*** Extracted data Section Begins ***
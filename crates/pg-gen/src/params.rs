//! Params-file parser.
//!
//! # File format
//!
//! One `KEY = value :type` entry per line, with optional `# comment` after
//! the type tag; blank lines and lines without `=` are skipped:
//!
//! ```text
//! LABEL               = REF    :string
//! PARCELS_PER_HH      = 0.195  :float
//! PARCELS_PER_EMPL    = 0.073  :float
//! PARCELS_SUCCESS_B2C = 0.75   :float
//! PARCELS_SUCCESS_B2B = 0.88   :float
//! SEED                = 1      :int   # reproducibility
//! ```
//!
//! Every entry maps onto a fixed, typed [`ScenarioConfig`] field.  Unknown
//! keys, wrong type tags, and malformed values are configuration errors —
//! in particular the legacy `eval`/`variable` tags, which amounted to
//! executing the params file, are rejected outright.

use std::io::{BufRead, BufReader, Read};
use std::path::Path;

use pg_core::{ScenarioConfig, ScenarioLabel};

use crate::{GenError, GenResult};

/// Keys accepted in a params file, with their required type tags.
const KNOWN_KEYS: &[(&str, &str)] = &[
    ("LABEL", "string"),
    ("PARCELS_PER_HH", "float"),
    ("PARCELS_PER_EMPL", "float"),
    ("PARCELS_SUCCESS_B2C", "float"),
    ("PARCELS_SUCCESS_B2B", "float"),
    ("SEED", "int"),
    ("SUPRA_ZONES", "int"),
    ("SUPRA_ZONE_OFFSET", "int"),
];

/// Parse a params file into a validated [`ScenarioConfig`].
pub fn parse_params_file(path: &Path) -> GenResult<ScenarioConfig> {
    let file = std::fs::File::open(path).map_err(GenError::Io)?;
    parse_params_reader(file)
}

/// Like [`parse_params_file`] for any `Read` source.
pub fn parse_params_reader<R: Read>(reader: R) -> GenResult<ScenarioConfig> {
    let mut label = None;
    let mut parcels_per_hh = None;
    let mut parcels_per_empl = None;
    let mut success_rate_b2c = None;
    let mut success_rate_b2b = None;
    let mut seed = None;
    let mut supra_zone_count = ScenarioConfig::DEFAULT_SUPRA_COUNT;
    let mut supra_zone_offset = ScenarioConfig::DEFAULT_SUPRA_OFFSET;

    for (line_no, line) in BufReader::new(reader).lines().enumerate() {
        let line = line.map_err(GenError::Io)?;
        let Some((key, value, dtype)) = split_entry(&line) else {
            continue;
        };

        let expected = KNOWN_KEYS
            .iter()
            .find(|(k, _)| *k == key)
            .map(|(_, t)| *t)
            .ok_or_else(|| {
                GenError::Configuration(format!("unknown params key {key:?} on line {}", line_no + 1))
            })?;
        if dtype != expected {
            return Err(GenError::Configuration(format!(
                "params key {key} must be tagged :{expected}, got :{dtype}"
            )));
        }

        match key {
            "LABEL" => label = Some(ScenarioLabel::parse(value)?),
            "PARCELS_PER_HH" => parcels_per_hh = Some(parse_float(key, value)?),
            "PARCELS_PER_EMPL" => parcels_per_empl = Some(parse_float(key, value)?),
            "PARCELS_SUCCESS_B2C" => success_rate_b2c = Some(parse_float(key, value)?),
            "PARCELS_SUCCESS_B2B" => success_rate_b2b = Some(parse_float(key, value)?),
            "SEED" => seed = Some(parse_int(key, value)?),
            "SUPRA_ZONES" => supra_zone_count = parse_int(key, value)? as u32,
            "SUPRA_ZONE_OFFSET" => supra_zone_offset = parse_int(key, value)? as u32,
            _ => unreachable!("key validated against KNOWN_KEYS"),
        }
    }

    let config = ScenarioConfig {
        label: required("LABEL", label)?,
        parcels_per_hh: required("PARCELS_PER_HH", parcels_per_hh)?,
        parcels_per_empl: required("PARCELS_PER_EMPL", parcels_per_empl)?,
        success_rate_b2c: required("PARCELS_SUCCESS_B2C", success_rate_b2c)?,
        success_rate_b2b: required("PARCELS_SUCCESS_B2B", success_rate_b2b)?,
        seed: required("SEED", seed)?,
        supra_zone_count,
        supra_zone_offset,
    };
    config.validate()?;
    Ok(config)
}

// ── Helpers ───────────────────────────────────────────────────────────────────

/// Split a `KEY = value :type # comment` line; `None` for non-entry lines.
fn split_entry(line: &str) -> Option<(&str, &str, &str)> {
    let (key, rest) = line.split_once('=')?;
    let (value, rest) = rest.split_once(':')?;
    let dtype = rest.split('#').next().unwrap_or(rest);
    Some((key.trim(), value.trim(), dtype.trim()))
}

fn parse_float(key: &str, value: &str) -> GenResult<f64> {
    value.parse::<f64>().map_err(|_| {
        GenError::Configuration(format!("params key {key}: {value:?} is not a float"))
    })
}

fn parse_int(key: &str, value: &str) -> GenResult<u64> {
    value.parse::<u64>().map_err(|_| {
        GenError::Configuration(format!("params key {key}: {value:?} is not an integer"))
    })
}

fn required<T>(key: &str, value: Option<T>) -> GenResult<T> {
    value.ok_or_else(|| GenError::Configuration(format!("required params key {key} is missing")))
}
//! Courier registry and market shares.
//!
//! The registry fixes the courier iteration order for the whole run: codes
//! sorted ascending, `CourierId` = position in that order.  Relying on a hash
//! map's incidental ordering here would make parcel IDs depend on hasher
//! state, so the order is made explicit once and everything downstream
//! iterates `0..len()`.

use pg_core::CourierId;

use crate::{CarrierError, CarrierResult};

// ── CourierRegistry ───────────────────────────────────────────────────────────

/// Courier codes in sorted order, addressed by `CourierId`.
#[derive(Debug)]
pub struct CourierRegistry {
    codes: Vec<String>,
}

impl CourierRegistry {
    /// Build from the market-share table's courier codes.
    pub fn new(mut codes: Vec<String>) -> CourierRegistry {
        codes.sort_unstable();
        codes.dedup();
        CourierRegistry { codes }
    }

    pub fn len(&self) -> usize {
        self.codes.len()
    }

    pub fn is_empty(&self) -> bool {
        self.codes.is_empty()
    }

    pub fn code(&self, id: CourierId) -> &str {
        &self.codes[id.0 as usize]
    }

    pub fn id_of(&self, code: &str) -> Option<CourierId> {
        self.codes
            .binary_search_by(|c| c.as_str().cmp(code))
            .ok()
            .map(|i| CourierId(i as u16))
    }

    /// All courier IDs in registry order.
    pub fn ids(&self) -> impl Iterator<Item = CourierId> {
        (0..self.codes.len() as u16).map(CourierId)
    }
}

// ── MarketShares ──────────────────────────────────────────────────────────────

/// Per-courier market share, aligned with the registry order.
///
/// Shares must each lie in [0, 1] and sum to at most 1 (a remainder is
/// delivered by couriers outside the model).
#[derive(Debug)]
pub struct MarketShares {
    shares: Vec<f64>,
}

impl MarketShares {
    /// Share-sum tolerance for float noise in the input table.
    const SUM_TOLERANCE: f64 = 1e-6;

    /// Build from `(code, share)` pairs; the registry is derived from the
    /// same pairs, so every registry courier has a share.
    pub fn new(pairs: &[(String, f64)], registry: &CourierRegistry) -> CarrierResult<MarketShares> {
        let mut shares = vec![0.0; registry.len()];
        for (code, share) in pairs {
            if !(0.0..=1.0).contains(share) {
                return Err(CarrierError::MalformedShares(format!(
                    "share {share} of courier {code} outside [0, 1]"
                )));
            }
            let id = registry.id_of(code).ok_or_else(|| {
                CarrierError::MalformedShares(format!("courier {code} not in registry"))
            })?;
            shares[id.0 as usize] = *share;
        }

        let total: f64 = shares.iter().sum();
        if total > 1.0 + Self::SUM_TOLERANCE {
            return Err(CarrierError::MalformedShares(format!(
                "market shares sum to {total}, expected at most 1"
            )));
        }

        Ok(MarketShares { shares })
    }

    #[inline]
    pub fn share(&self, id: CourierId) -> f64 {
        self.shares[id.0 as usize]
    }

    pub fn len(&self) -> usize {
        self.shares.len()
    }

    pub fn is_empty(&self) -> bool {
        self.shares.is_empty()
    }
}
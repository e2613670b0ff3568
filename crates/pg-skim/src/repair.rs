//! Load-time skim repairs.
//!
//! Two defects in the source data are fixed once, right after loading:
//!
//! 1. Cells flagged as defective (known data gaps) are hard-set to a large
//!    sentinel cost in both directions, making them effectively unreachable.
//! 2. Diagonal cells arrive as 0; a zero intrazonal travel time would make
//!    every zone its own nearest depot location.  Each diagonal cell is
//!    replaced by `factor × min(nonzero costs in its row)`.
//!
//! The factor, the sentinel, and the defective-cell list are all tied to a
//! specific dataset, so they are fields here rather than constants.

use pg_core::MatrixPos;

use crate::matrix::SkimMatrix;
use crate::{SkimError, SkimResult};

/// Configurable repair rules applied once at load.
#[derive(Clone, Debug)]
pub struct RepairRules {
    /// Cells with known-bad values; each is repaired in both directions.
    pub defective: Vec<(MatrixPos, MatrixPos)>,

    /// Sentinel cost for defective cells, in the matrix's raw unit.
    pub unreachable_cost: f64,

    /// Diagonal replacement factor applied to the row's minimum nonzero cost.
    pub intrazonal_factor: f64,
}

impl Default for RepairRules {
    /// The reference dataset's values: no flagged cells, 1e7 sentinel,
    /// 0.7 intrazonal factor.
    fn default() -> Self {
        RepairRules {
            defective:         Vec::new(),
            unreachable_cost:  1.0e7,
            intrazonal_factor: 0.7,
        }
    }
}

impl RepairRules {
    /// Apply both repairs to `skim`, defective cells first.
    pub fn apply(&self, skim: &mut SkimMatrix) -> SkimResult<()> {
        let dim = skim.dim();

        for &(a, b) in &self.defective {
            if a.index() >= dim || b.index() >= dim {
                return Err(SkimError::CellOutOfRange(a.0, b.0, dim));
            }
            skim.set(a, b, self.unreachable_cost);
            skim.set(b, a, self.unreachable_cost);
        }

        for i in 0..dim {
            let pos = MatrixPos::from_index(i);
            let min_nonzero = skim
                .row(pos)
                .iter()
                .copied()
                .filter(|&c| c > 0.0)
                .fold(f64::INFINITY, f64::min);
            if min_nonzero.is_finite() {
                skim.set(pos, pos, self.intrazonal_factor * min_nonzero);
            }
            // A row of all zeros stays untouched; the dimension checks
            // upstream make this a degenerate single-zone case only.
        }

        Ok(())
    }
}
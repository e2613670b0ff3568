//! Depot records and the per-courier depot index.

use pg_core::{CourierId, DepotId, MatrixPos, ZoneNum};
use pg_zones::ZoneIndex;

use crate::courier::CourierRegistry;
use crate::{CarrierError, CarrierResult};

// ── Depot ─────────────────────────────────────────────────────────────────────

/// A courier facility from which parcels are dispatched.
#[derive(Clone, Debug)]
pub struct Depot {
    pub id:      DepotId,
    /// Courier code as written in the depot table.
    pub courier: String,
    /// Zone the depot resides in.
    pub zone:    ZoneNum,
    /// Coordinates, carried through but unused by the generator.
    pub x:       f64,
    pub y:       f64,
}

// ── DepotRef ──────────────────────────────────────────────────────────────────

/// A depot resolved against the zone index and the sub-skim layout.
#[derive(Copy, Clone, Debug)]
pub struct DepotRef {
    pub id:   DepotId,
    /// Matrix position of the depot's zone.
    pub pos:  MatrixPos,
    /// Zone the depot resides in (the origin of its parcels).
    pub zone: ZoneNum,
    /// Column of this depot in the depot sub-skim.
    pub col:  usize,
}

// ── DepotIndex ────────────────────────────────────────────────────────────────

/// All depots sorted by ID, grouped per courier.
///
/// The sorted order fixes each depot's sub-skim column and the deterministic
/// tie-break order of nearest-depot selection.
#[derive(Debug)]
pub struct DepotIndex {
    all:        Vec<DepotRef>,
    /// Indices into `all`, one list per courier in registry order.
    by_courier: Vec<Vec<usize>>,
}

impl DepotIndex {
    /// Resolve and group depot records.
    ///
    /// Fails if a depot references an unknown courier or zone, if depot IDs
    /// repeat, or if any registry courier ends up with no depots.
    pub fn build(
        depots:     &[Depot],
        registry:   &CourierRegistry,
        zone_index: &ZoneIndex,
    ) -> CarrierResult<DepotIndex> {
        let mut sorted: Vec<&Depot> = depots.iter().collect();
        sorted.sort_unstable_by_key(|d| d.id);

        let mut all = Vec::with_capacity(sorted.len());
        let mut by_courier = vec![Vec::new(); registry.len()];

        for (col, depot) in sorted.iter().enumerate() {
            if col > 0 && sorted[col - 1].id == depot.id {
                return Err(CarrierError::DuplicateDepot(depot.id));
            }
            let courier = registry.id_of(&depot.courier).ok_or_else(|| {
                CarrierError::UnknownCourier { depot: depot.id, courier: depot.courier.clone() }
            })?;
            let pos = zone_index.position_of(depot.zone).map_err(|_| {
                CarrierError::DepotInUnknownZone { depot: depot.id, zone: depot.zone }
            })?;

            by_courier[courier.0 as usize].push(all.len());
            all.push(DepotRef { id: depot.id, pos, zone: depot.zone, col });
        }

        for id in registry.ids() {
            if by_courier[id.0 as usize].is_empty() {
                return Err(CarrierError::NoDepots(registry.code(id).to_owned()));
            }
        }

        Ok(DepotIndex { all, by_courier })
    }

    /// Every depot in ID-sorted order; defines the sub-skim columns.
    pub fn all(&self) -> &[DepotRef] {
        &self.all
    }

    /// Matrix positions of all depots, in sub-skim column order.
    pub fn positions(&self) -> Vec<MatrixPos> {
        self.all.iter().map(|d| d.pos).collect()
    }

    /// A courier's depots in ID-sorted order.
    pub fn depots_of(&self, courier: CourierId) -> impl Iterator<Item = &DepotRef> {
        self.by_courier[courier.0 as usize].iter().map(|&i| &self.all[i])
    }

    pub fn len(&self) -> usize {
        self.all.len()
    }

    pub fn is_empty(&self) -> bool {
        self.all.is_empty()
    }
}
//! Unit conversion helpers.
//!
//! Skim matrices store raw units (seconds, metres); conversion happens at
//! the call site and is never stored back.

/// Seconds → hours.
#[inline]
pub fn secs_to_hours(secs: f64) -> f64 {
    secs / 3_600.0
}

/// Metres → kilometres.
#[inline]
pub fn meters_to_km(meters: f64) -> f64 {
    meters / 1_000.0
}

/// Round to 4 decimal places, the precision of the depot sub-skim.
#[inline]
pub fn round4(x: f64) -> f64 {
    (x * 10_000.0).round() / 10_000.0
}
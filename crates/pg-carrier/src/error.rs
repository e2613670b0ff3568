use pg_core::{DepotId, SegmentId, ZoneNum};
use thiserror::Error;

#[derive(Debug, Error)]
pub enum CarrierError {
    /// A courier in the market-share table has no depots.  Fatal: every
    /// courier that receives demand must be able to dispatch it.
    #[error("configuration error: courier {0} has no depots")]
    NoDepots(String),

    /// A depot references a courier absent from the market-share table.
    #[error("configuration error: depot {depot} references unknown courier {courier}")]
    UnknownCourier { depot: DepotId, courier: String },

    /// A depot sits in a zone without a matrix position.
    #[error("configuration error: depot {depot} in unknown zone {zone}")]
    DepotInUnknownZone { depot: DepotId, zone: ZoneNum },

    /// Duplicate depot identifier.
    #[error("data consistency error: duplicate depot {0}")]
    DuplicateDepot(DepotId),

    /// Market shares outside [0, 1] or summing above 1.
    #[error("data consistency error: {0}")]
    MalformedShares(String),

    /// Segment table with the wrong shape or a non-positive row sum.
    #[error("data consistency error: {0}")]
    MalformedSegmentTable(String),

    /// A cumulative vehicle-share draw found no bucket.  Surfaced instead of
    /// silently picking a default.
    #[error("sampling error: cumulative vehicle shares of segment {segment} select no bucket for draw {draw}")]
    NoBucketSelected { segment: SegmentId, draw: f64 },

    /// A segment missing from a configured table.
    #[error("configuration error: segment {0} missing from table")]
    UnknownSegment(SegmentId),

    #[error("carrier table parse error: {0}")]
    Parse(String),

    #[error("I/O error: {0}")]
    Io(#[from] std::io::Error),
}

pub type CarrierResult<T> = Result<T, CarrierError>;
*** Extracted data Section Ends ***
• Task description
Search the entries for the word "outside" and gather every line where it appears.

• Solved exercise
/// delivered by couriers outside the model).
                    "share {share} of courier {code} outside [0, 1]"
    /// Market shares outside [0, 1] or summing above 1.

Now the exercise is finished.